My mother, on the other hand, though also physically affectionate, started in immediately with a catalogue of my faults, which contrary to my own misguided hopes, have been getting longer as I age instead of shorter. First up, I wasn’t married. It seems a seriously, obviously committed long-term relationship is not good enough. She did try to answer some of my concerns about the whole marriage shebang (you can have a small wedding, you know, a non Vietnamese wedding, we won’t mind) but we’d had this conversation last time I was physically in her presence. Also, I was too dark, too skinny and much too childless. I had come to believe that, all those times on the telephone when she said she didn’t mind what I was up to as long as I was happy, she’d meant it. More fool me.

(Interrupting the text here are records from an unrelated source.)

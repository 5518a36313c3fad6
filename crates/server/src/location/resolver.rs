//! IP-to-city resolution with default-city fallback.
//!
//! Resolution never fails because of geo data: an address the geo-IP
//! database does not know, or a city the catalog does not serve, falls back
//! to the configured default city with `is_undefined = true`, and the
//! attempt is logged for diagnosing geo-IP/catalog gaps. Only backend
//! failures (the city catalog or the log table being unreachable)
//! propagate.

use async_trait::async_trait;

use crate::db::RepositoryError;
use crate::geoip::IpLocator;
use crate::models::City;

/// City catalog lookups needed during resolution.
///
/// Implemented by `CityRepository`; tests substitute an in-memory
/// directory.
#[async_trait]
pub trait CityDirectory: Send + Sync {
    /// Case-insensitive match on city name and state (abbreviation or full
    /// name).
    async fn by_name_state(&self, name: &str, state: &str)
    -> Result<Option<City>, RepositoryError>;

    /// Lookup by unique slug.
    async fn by_slug(&self, slug: &str) -> Result<Option<City>, RepositoryError>;

    /// Record a geo-IP attempt that did not map onto the catalog.
    async fn log_failed_lookup(
        &self,
        ip_address: &str,
        determined_city: &str,
    ) -> Result<(), RepositoryError>;
}

/// Resolves a client IP to a serviceable city.
pub struct LocationResolver<'a, G, D> {
    geoip: &'a G,
    directory: D,
    default_city_slug: &'a str,
}

impl<'a, G, D> LocationResolver<'a, G, D>
where
    G: IpLocator,
    D: CityDirectory,
{
    /// Create a resolver over a geo-IP locator and a city directory.
    pub const fn new(geoip: &'a G, directory: D, default_city_slug: &'a str) -> Self {
        Self {
            geoip,
            directory,
            default_city_slug,
        }
    }

    /// Resolve `ip` to a city, falling back to the default city.
    ///
    /// Returns the city and an `is_undefined` flag: `false` for a real
    /// match, `true` when the fallback was substituted.
    ///
    /// # Errors
    ///
    /// Returns `RepositoryError` only for backend failures; geo lookup
    /// failures are absorbed into the fallback.
    pub async fn resolve(&self, ip: &str) -> Result<(City, bool), RepositoryError> {
        match self.locate(ip).await? {
            Some(city) => Ok((city, false)),
            None => Ok((self.default_city().await?, true)),
        }
    }

    /// The geo lookup itself: IP -> raw guess -> catalog match.
    ///
    /// Logs and returns `None` on any step that does not map cleanly.
    async fn locate(&self, ip: &str) -> Result<Option<City>, RepositoryError> {
        let Some(geo) = self.geoip.locate(ip) else {
            self.directory
                .log_failed_lookup(ip, "address not found")
                .await?;
            return Ok(None);
        };

        let (Some(city_name), Some(region)) = (geo.city.as_deref(), geo.region.as_deref()) else {
            self.directory
                .log_failed_lookup(ip, geo.city.as_deref().unwrap_or("address not found"))
                .await?;
            return Ok(None);
        };

        let Some(city) = self.directory.by_name_state(city_name, region).await? else {
            self.directory.log_failed_lookup(ip, city_name).await?;
            tracing::debug!(ip, city = city_name, region, "city not in catalog");
            return Ok(None);
        };

        Ok(Some(city))
    }

    async fn default_city(&self) -> Result<City, RepositoryError> {
        self.directory
            .by_slug(self.default_city_slug)
            .await?
            .ok_or_else(|| {
                RepositoryError::DataCorruption(format!(
                    "default city '{}' missing from catalog",
                    self.default_city_slug
                ))
            })
    }
}

#[cfg(test)]
mod tests {
    use std::sync::Mutex;

    use farmstand_core::{CityId, GeoPoint};

    use super::*;
    use crate::geoip::RawGeo;

    struct StubLocator(Option<RawGeo>);

    impl IpLocator for StubLocator {
        fn locate(&self, _ip: &str) -> Option<RawGeo> {
            self.0.clone()
        }
    }

    struct MemoryDirectory {
        cities: Vec<City>,
        log: Mutex<Vec<(String, String)>>,
    }

    impl MemoryDirectory {
        fn new(cities: Vec<City>) -> Self {
            Self {
                cities,
                log: Mutex::new(Vec::new()),
            }
        }

        fn logged(&self) -> Vec<(String, String)> {
            self.log.lock().expect("log mutex").clone()
        }
    }

    #[async_trait]
    impl CityDirectory for &MemoryDirectory {
        async fn by_name_state(
            &self,
            name: &str,
            state: &str,
        ) -> Result<Option<City>, RepositoryError> {
            Ok(self
                .cities
                .iter()
                .find(|c| {
                    c.name.eq_ignore_ascii_case(name)
                        && (c.state.eq_ignore_ascii_case(state)
                            || c.state_full.eq_ignore_ascii_case(state))
                })
                .cloned())
        }

        async fn by_slug(&self, slug: &str) -> Result<Option<City>, RepositoryError> {
            Ok(self.cities.iter().find(|c| c.slug == slug).cloned())
        }

        async fn log_failed_lookup(
            &self,
            ip_address: &str,
            determined_city: &str,
        ) -> Result<(), RepositoryError> {
            self.log
                .lock()
                .expect("log mutex")
                .push((ip_address.to_string(), determined_city.to_string()));
            Ok(())
        }
    }

    fn boston() -> City {
        City {
            id: CityId::new(1),
            name: "Boston".to_string(),
            slug: "boston-ma".to_string(),
            state: "MA".to_string(),
            state_full: "Massachusetts".to_string(),
            country: "United States".to_string(),
            point: GeoPoint::new(42.3601, -71.0589),
        }
    }

    fn brooklyn() -> City {
        City {
            id: CityId::new(2),
            name: "Brooklyn".to_string(),
            slug: "brooklyn-ny".to_string(),
            state: "NY".to_string(),
            state_full: "New York".to_string(),
            country: "United States".to_string(),
            point: GeoPoint::new(40.6782, -73.9442),
        }
    }

    fn raw(city: &str, region: &str) -> RawGeo {
        RawGeo {
            city: Some(city.to_string()),
            region: Some(region.to_string()),
        }
    }

    #[tokio::test]
    async fn test_known_city_resolves_without_fallback() {
        let directory = MemoryDirectory::new(vec![boston(), brooklyn()]);
        let geoip = StubLocator(Some(raw("Brooklyn", "NY")));
        let resolver = LocationResolver::new(&geoip, &directory, "boston-ma");

        let (city, is_undefined) = resolver.resolve("203.0.113.9").await.expect("resolve");
        assert_eq!(city.slug, "brooklyn-ny");
        assert!(!is_undefined);
        assert!(directory.logged().is_empty());
    }

    #[tokio::test]
    async fn test_region_full_name_also_matches() {
        let directory = MemoryDirectory::new(vec![brooklyn()]);
        let geoip = StubLocator(Some(raw("brooklyn", "New York")));
        let resolver = LocationResolver::new(&geoip, &directory, "brooklyn-ny");

        let (city, is_undefined) = resolver.resolve("203.0.113.9").await.expect("resolve");
        assert_eq!(city.slug, "brooklyn-ny");
        assert!(!is_undefined);
    }

    #[tokio::test]
    async fn test_geoip_miss_falls_back_and_logs() {
        let directory = MemoryDirectory::new(vec![boston()]);
        let geoip = StubLocator(None);
        let resolver = LocationResolver::new(&geoip, &directory, "boston-ma");

        let (city, is_undefined) = resolver.resolve("198.51.100.7").await.expect("resolve");
        assert_eq!(city.slug, "boston-ma");
        assert!(is_undefined);
        assert_eq!(
            directory.logged(),
            vec![("198.51.100.7".to_string(), "address not found".to_string())]
        );
    }

    #[tokio::test]
    async fn test_city_outside_catalog_falls_back_and_logs_guess() {
        let directory = MemoryDirectory::new(vec![boston()]);
        let geoip = StubLocator(Some(raw("Mountain View", "CA")));
        let resolver = LocationResolver::new(&geoip, &directory, "boston-ma");

        let (city, is_undefined) = resolver.resolve("8.8.8.8").await.expect("resolve");
        assert_eq!(city.slug, "boston-ma");
        assert!(is_undefined);
        assert_eq!(
            directory.logged(),
            vec![("8.8.8.8".to_string(), "Mountain View".to_string())]
        );
    }

    #[tokio::test]
    async fn test_missing_default_city_is_a_backend_error() {
        let directory = MemoryDirectory::new(vec![]);
        let geoip = StubLocator(None);
        let resolver = LocationResolver::new(&geoip, &directory, "boston-ma");

        let err = resolver.resolve("198.51.100.7").await.unwrap_err();
        assert!(matches!(err, RepositoryError::DataCorruption(_)));
    }
}
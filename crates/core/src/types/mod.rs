//! Core types for Farmstand.
//!
//! This module provides type-safe wrappers for common domain concepts.

pub mod id;
pub mod point;
pub mod slug;

pub use id::*;
pub use point::GeoPoint;
pub use slug::slugify;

I know that the best I can expect is that I change; my attitude can change. Instead of that angry, headstrong, confrontational teenager, I could be a more mature 30-something. I could be, but I’m not. I remain a teenager (actually younger, perhaps five) in my interactions with my parents, and they, too, remain as they always have been: my father severe but deeply loving; my mother loving in her irrational contradictory unfathomable irritating way.


So, I’m no longer cycle-touring.

I have been in Australia for a few weeks and am re-settling in Melbourne. I’m still on borrowed internets, rather than my own. I have some stories to tell you and they will flow, as they always have, in my sporadic way.

This post’s title mimics lyrics by Will Sheff of Okkervil River’s Black Sheep Boy. The song kept playing inside my head in Brisbane.

The apposite lyrics are as follows:-
Here I am back home again
I’m here to rest.
All they ask is where I’ve been
knowing I’ve been west.



  1. Ah! If you’re back and blogging, you must truly have returned. Great to have you back. I think we always live in the shadow of our relations with our parents. My dad’s been gone for more than 8 yrs now, and your description of how your father is made me teary on the train home. I’ve missed your blog. x


    1. Now, wasn’t it you who said, “Once a blogger, always a blogger”? That definitely applies to me 🙂
      We do – I certainly do – but I’d like to grow up inside that shadow…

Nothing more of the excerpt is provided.